Why it’s so important to me is under the cut, but beware. It’s pretty dismal and I whine a bit.
My brother died of diabetes complications 16 years ago. He was 32. Troy was diagnosed when he was 11, and the doctor told him he’d be lucky to live to 18. Every year after 18, despite better insulin and more information, he seemed to feel he was living on borrowed time. He was bitter.
Baby pictures show a prickly, grumpy-faced baby, all wrapped up with a foot or more of space around him. He didn’t like to be cuddled or held unless his daddy was doing the holding. In my memory, Troy’s existence begins with me standing in the waiting room of the hospital. I was 9 and too young to visit him. The nurses said they’d smuggle me in if he said he wanted to see me, but he didn’t. Many years later he told me it was because he thought he’d cry, but I was never sure I could believe it. He used to like to beat me up, or cheat me out of toys, or just say really hurtful things to see my reaction.

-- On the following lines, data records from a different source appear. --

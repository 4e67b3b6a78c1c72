//! Waiting on the page's ply count.

use std::time::Duration;

use tokio::sync::broadcast::error::RecvError;
use tokio::time::{Instant, MissedTickBehavior};
use tracing::{debug, warn};

use chaant_protocols::{
    AgentError, AgentFailure, AgentResult, AgentState, BoardEvent, SurfaceError,
};

use super::AgentInner;

/// How a wait on the ply count ended.
#[derive(Debug, Clone, Copy, PartialEq, Eq)]
pub(super) enum PlyWait {
    Reached(u32),
    GameOver,
    TimedOut,
}

impl AgentInner {
    /// Suspend until the page has played at least `target` plies.
    ///
    /// The subscription is taken before the first read so no event between
    /// the read and the wait is lost. Every settle interval the page is read
    /// directly in case an event was missed.
    pub(super) async fn wait_for_plies(
        &self,
        target: u32,
        window: Duration,
    ) -> Result<PlyWait, SurfaceError> {
        let mut events = self.page.subscribe().await?;
        if let Some(done) = self.read_plies(target).await? {
            return Ok(done);
        }

        let deadline = tokio::time::sleep(window);
        tokio::pin!(deadline);
        let settle_every = self.config.settle_interval();
        let mut settle = tokio::time::interval_at(Instant::now() + settle_every, settle_every);
        settle.set_missed_tick_behavior(MissedTickBehavior::Delay);

        loop {
            tokio::select! {
                _ = &mut deadline => {
                    debug!("No ply {} within {:?}", target, window);
                    return Ok(PlyWait::TimedOut);
                }
                _ = settle.tick() => {
                    if let Some(done) = self.read_plies(target).await? {
                        return Ok(done);
                    }
                }
                event = events.recv() => match event {
                    Ok(BoardEvent::Moved { plies }) if plies >= target => {
                        return Ok(PlyWait::Reached(plies));
                    }
                    Ok(BoardEvent::Moved { .. }) => {}
                    Ok(BoardEvent::GameOver) => {
                        return Ok(self.read_plies(target).await?.unwrap_or(PlyWait::GameOver));
                    }
                    Err(RecvError::Lagged(skipped)) => {
                        warn!("Board feed lagged by {} events", skipped);
                        if let Some(done) = self.read_plies(target).await? {
                            return Ok(done);
                        }
                    }
                    Err(RecvError::Closed) => return Err(SurfaceError::Closed),
                },
            }
        }
    }

    /// Read the page directly. A reached target wins over game over so the
    /// final move of a game still counts as played.
    async fn read_plies(&self, target: u32) -> Result<Option<PlyWait>, SurfaceError> {
        let plies = self.page.plies_played().await?;
        if plies >= target {
            return Ok(Some(PlyWait::Reached(plies)));
        }
        if self.page.is_game_over().await? {
            return Ok(Some(PlyWait::GameOver));
        }
        Ok(None)
    }

    pub(super) async fn wait_turn(&self) -> AgentResult<AgentState> {
        let (playing, counter) = {
            let shared = self.shared.read();
            (shared.play.is_playing(), shared.counter)
        };
        if !playing {
            return Err(AgentFailure::new(AgentError::NotPlaying, self.status()));
        }

        let window = self.config.turn_timeout();
        match self.wait_for_plies(counter, window).await {
            Ok(PlyWait::Reached(plies)) => {
                debug!("Turn reached at ply {}", plies);
                Ok(self.publish(AgentState::TakingTurn))
            }
            Ok(PlyWait::GameOver) => {
                self.end_game();
                Ok(AgentState::Idle)
            }
            Ok(PlyWait::TimedOut) => Err(self.fail_with(
                AgentError::WaitTimedOut(window),
                AgentState::BrowserPageOutOfReach,
            )),
            Err(e) => Err(self.fail(e.into())),
        }
    }

    /// Make sure the agent holds the turn, waiting for it when needed.
    pub(super) async fn ensure_turn(&self) -> AgentResult<()> {
        if self.status() == AgentState::TakingTurn && self.play_state().is_playing() {
            return Ok(());
        }
        let state = self.wait_turn().await?;
        if state != AgentState::TakingTurn {
            return Err(AgentFailure::new(AgentError::TurnUnavailable(state), state));
        }
        Ok(())
    }
}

He had another side, though. He adored our baby sister. He loved animals, especially horses and dogs and cats. He kept lizards. He loved kids. He liked to fish. To hang out with his dad and brothers. He’d turn his old syringes (minus the needle) into water guns and shoot people around corners. He once told me he’d beat up anyone at school who picked on me.

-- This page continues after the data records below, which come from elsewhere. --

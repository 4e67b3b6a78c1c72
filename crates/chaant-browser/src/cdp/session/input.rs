//! Mouse input for CDP page session.

use serde_json::json;
use tracing::debug;

use crate::cdp::error::CdpError;
use crate::cdp::protocol::{MouseButton, MouseEventType};

use super::core::PageSession;

impl PageSession {
    async fn mouse(
        &self,
        kind: MouseEventType,
        x: f64,
        y: f64,
        button: MouseButton,
    ) -> Result<(), CdpError> {
        self.call(
            "Input.dispatchMouseEvent",
            Some(json!({
                "type": kind,
                "x": x,
                "y": y,
                "button": button,
                "clickCount": 1,
            })),
        )
        .await?;
        Ok(())
    }

    /// Press at one point, move and release at another.
    pub async fn drag(&self, from: (f64, f64), to: (f64, f64)) -> Result<(), CdpError> {
        self.mouse(MouseEventType::MouseMoved, from.0, from.1, MouseButton::None)
            .await?;
        self.mouse(MouseEventType::MousePressed, from.0, from.1, MouseButton::Left)
            .await?;
        self.mouse(MouseEventType::MouseMoved, to.0, to.1, MouseButton::Left)
            .await?;
        self.mouse(MouseEventType::MouseReleased, to.0, to.1, MouseButton::Left)
            .await?;
        debug!("Dragged ({}, {}) -> ({}, {})", from.0, from.1, to.0, to.1);
        Ok(())
    }
}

“But you pick on me all the time!”
He laughed. “That’s different. I’m your brother. Nobody picks on you but me.”
Troy always wanted a cure. He used to demand a miracle from God, and was incensed he didn’t get it. He was careless of his health. He told the doctor I wouldn’t be a good kidney donor because he refused to settle for just a kidney. He wanted a combined kidney/pancreas transplant, despite the odds against it. He grinned, a reckless, triumphant expression on his face, when he told me.
One of the very last things he said to me, when he’d already died of congestive heart failure 3 times and been revived, despite his DNR order; after several mini strokes and a heart attack; after cateract surgery; dialysis, loss of circulation in his legs; living constantly in pain…one of the last things he said was, “I always wished it was you.”
So, if we could get rid of juvenile diabetes entirely, maybe some other kid won’t be wishing his little sister won that lottery instead. That would be good. And you know, maybe my brother won’t be mad at God that the miracle came a little late.